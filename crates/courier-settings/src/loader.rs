//! Settings loading with deep merge and environment variable overrides.
//!
//! Loading flow:
//! 1. Start with compiled [`RelaySettings::default()`]
//! 2. If a settings file is given and exists, deep-merge its values over defaults
//! 3. Apply `COURIER_*` environment variable overrides (highest priority)
//!
//! Deep merge rules:
//! - Objects are merged recursively (source overrides target per-key)
//! - Arrays and primitives are replaced entirely by source
//! - Null values in source are skipped (preserving target)

use std::path::Path;

use serde_json::Value;
use tracing::debug;

use crate::duration::parse_duration;
use crate::errors::Result;
use crate::types::{DeliveryMode, GateMode, RelaySettings, TransportSettings};

/// Load settings from an optional file with env var overrides.
///
/// With no path, only defaults and the environment are consulted.
pub fn load_settings(path: Option<&Path>) -> Result<RelaySettings> {
    match path {
        Some(path) => load_settings_from_path(path),
        None => {
            let mut settings = RelaySettings::default();
            apply_env_overrides(&mut settings);
            Ok(settings)
        }
    }
}

/// Load settings from a specific path with env var overrides.
///
/// If the file does not exist, returns defaults. If the file contains
/// invalid JSON, returns an error.
pub fn load_settings_from_path(path: &Path) -> Result<RelaySettings> {
    let mut settings = read_file_layer(path)?;
    apply_env_overrides(&mut settings);
    Ok(settings)
}

fn read_file_layer(path: &Path) -> Result<RelaySettings> {
    let defaults = serde_json::to_value(RelaySettings::default())?;

    let merged = if path.exists() {
        debug!(?path, "loading settings from file");
        let content = std::fs::read_to_string(path)?;
        let user: Value = serde_json::from_str(&content)?;
        deep_merge(defaults, user)
    } else {
        debug!(?path, "settings file not found, using defaults");
        defaults
    };

    let settings: RelaySettings = serde_json::from_value(merged)?;
    settings.validate()?;
    Ok(settings)
}

/// Recursive deep merge of two JSON values.
pub fn deep_merge(target: Value, source: Value) -> Value {
    match (target, source) {
        (Value::Object(mut target_map), Value::Object(source_map)) => {
            for (key, source_val) in source_map {
                if source_val.is_null() {
                    continue;
                }
                let merged = if let Some(target_val) = target_map.remove(&key) {
                    deep_merge(target_val, source_val)
                } else {
                    source_val
                };
                let _ = target_map.insert(key, merged);
            }
            Value::Object(target_map)
        }
        (_, source) => source,
    }
}

/// Apply `COURIER_*` environment variable overrides to loaded settings.
///
/// Invalid values are logged and ignored (the file/default value stays).
pub fn apply_env_overrides(settings: &mut RelaySettings) {
    apply_overrides(settings, &|name| std::env::var(name).ok());
}

/// Apply overrides read through `lookup`. Separated from the process
/// environment so the rules can be tested without mutating it.
pub fn apply_overrides(settings: &mut RelaySettings, lookup: &dyn Fn(&str) -> Option<String>) {
    let env = EnvReader { lookup };

    // ── Server ──────────────────────────────────────────────────────
    if let Some(v) = env.string("COURIER_LISTEN") {
        settings.server.listen = v;
    }
    if let Some(v) = env.usize("COURIER_MAX_BODY", 1, 256 * 1024 * 1024) {
        settings.server.max_body_bytes = v;
    }

    // ── Transport ───────────────────────────────────────────────────
    if let Some(v) = env.usize("COURIER_READ_BUFFER", 1, 64 * 1024 * 1024) {
        settings.transport.read_buffer_size = v;
    }
    if let Some(v) = env.usize("COURIER_WRITE_BUFFER", 1, 64 * 1024 * 1024) {
        settings.transport.write_buffer_size = v;
    }
    if let Some(v) = env.timeout_secs("COURIER_TIMEOUT") {
        settings.transport.timeout_secs = v;
    }

    // ── Cache ───────────────────────────────────────────────────────
    if let Some(v) = env.duration("COURIER_CACHE_TTL") {
        settings.cache.ttl_ms = u64::try_from(v.as_millis()).unwrap_or(u64::MAX).max(1);
    }

    // ── Delivery / gate ─────────────────────────────────────────────
    if let Some(v) = env.parsed::<DeliveryMode>("COURIER_DELIVERY") {
        settings.delivery.mode = v;
    }
    if let Some(v) = env.usize("COURIER_CHANNEL_CAPACITY", 1, 1_000_000) {
        settings.delivery.channel_capacity = v;
    }
    if let Some(v) = env.parsed::<GateMode>("COURIER_GATE") {
        settings.gate.mode = v;
    }

    // ── Logging ─────────────────────────────────────────────────────
    if let Some(v) = env.string("COURIER_LOG_LEVEL") {
        settings.logging.level = v;
    }
    if let Some(v) = env.bool("COURIER_LOG_JSON") {
        settings.logging.json = v;
    }
}

// ── Pure parsing functions (testable without env vars) ──────────────────────

/// Parse a string as a boolean.
///
/// Accepts (case-insensitive): `true`/`1`/`yes`/`on` or `false`/`0`/`no`/`off`.
pub fn parse_bool(val: &str) -> Option<bool> {
    match val.to_lowercase().as_str() {
        "true" | "1" | "yes" | "on" => Some(true),
        "false" | "0" | "no" | "off" => Some(false),
        _ => None,
    }
}

/// Parse a string as a `usize` within a range.
pub fn parse_usize_range(val: &str, min: usize, max: usize) -> Option<usize> {
    let n: usize = val.trim().parse().ok()?;
    (n >= min && n <= max).then_some(n)
}

// ── Env var readers (thin wrappers) ─────────────────────────────────────────

struct EnvReader<'a> {
    lookup: &'a dyn Fn(&str) -> Option<String>,
}

impl EnvReader<'_> {
    fn string(&self, name: &str) -> Option<String> {
        (self.lookup)(name).filter(|v| !v.is_empty())
    }

    fn bool(&self, name: &str) -> Option<bool> {
        let val = self.string(name)?;
        let result = parse_bool(&val);
        if result.is_none() {
            tracing::warn!(key = name, value = %val, "invalid boolean env var, ignoring");
        }
        result
    }

    fn usize(&self, name: &str, min: usize, max: usize) -> Option<usize> {
        let val = self.string(name)?;
        let result = parse_usize_range(&val, min, max);
        if result.is_none() {
            tracing::warn!(key = name, value = %val, "invalid integer env var, ignoring");
        }
        result
    }

    fn duration(&self, name: &str) -> Option<std::time::Duration> {
        let val = self.string(name)?;
        match parse_duration(&val) {
            Ok(d) => Some(d),
            Err(error) => {
                tracing::warn!(key = name, %error, "invalid duration env var, ignoring");
                None
            }
        }
    }

    /// A duration in whole seconds within the accepted timeout range.
    fn timeout_secs(&self, name: &str) -> Option<u64> {
        let val = self.duration(name)?;
        let secs = val.as_secs();
        if val.subsec_nanos() != 0
            || !(1..=TransportSettings::MAX_TIMEOUT_SECS).contains(&secs)
        {
            tracing::warn!(
                key = name,
                value = ?val,
                max_secs = TransportSettings::MAX_TIMEOUT_SECS,
                "timeout env var must be whole seconds in range, ignoring"
            );
            return None;
        }
        Some(secs)
    }

    fn parsed<T: std::str::FromStr<Err = String>>(&self, name: &str) -> Option<T> {
        let val = self.string(name)?;
        match val.parse() {
            Ok(v) => Some(v),
            Err(error) => {
                tracing::warn!(key = name, %error, "invalid env var, ignoring");
                None
            }
        }
    }
}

## HOW TO COMPLETE THIS TASK
Each line of the listing that contains the word "DeliveryMode" must be copied.

## FINAL ANSWER
use crate::types::{DeliveryMode, GateMode, RelaySettings, TransportSettings};
    if let Some(v) = env.parsed::<DeliveryMode>("COURIER_DELIVERY") {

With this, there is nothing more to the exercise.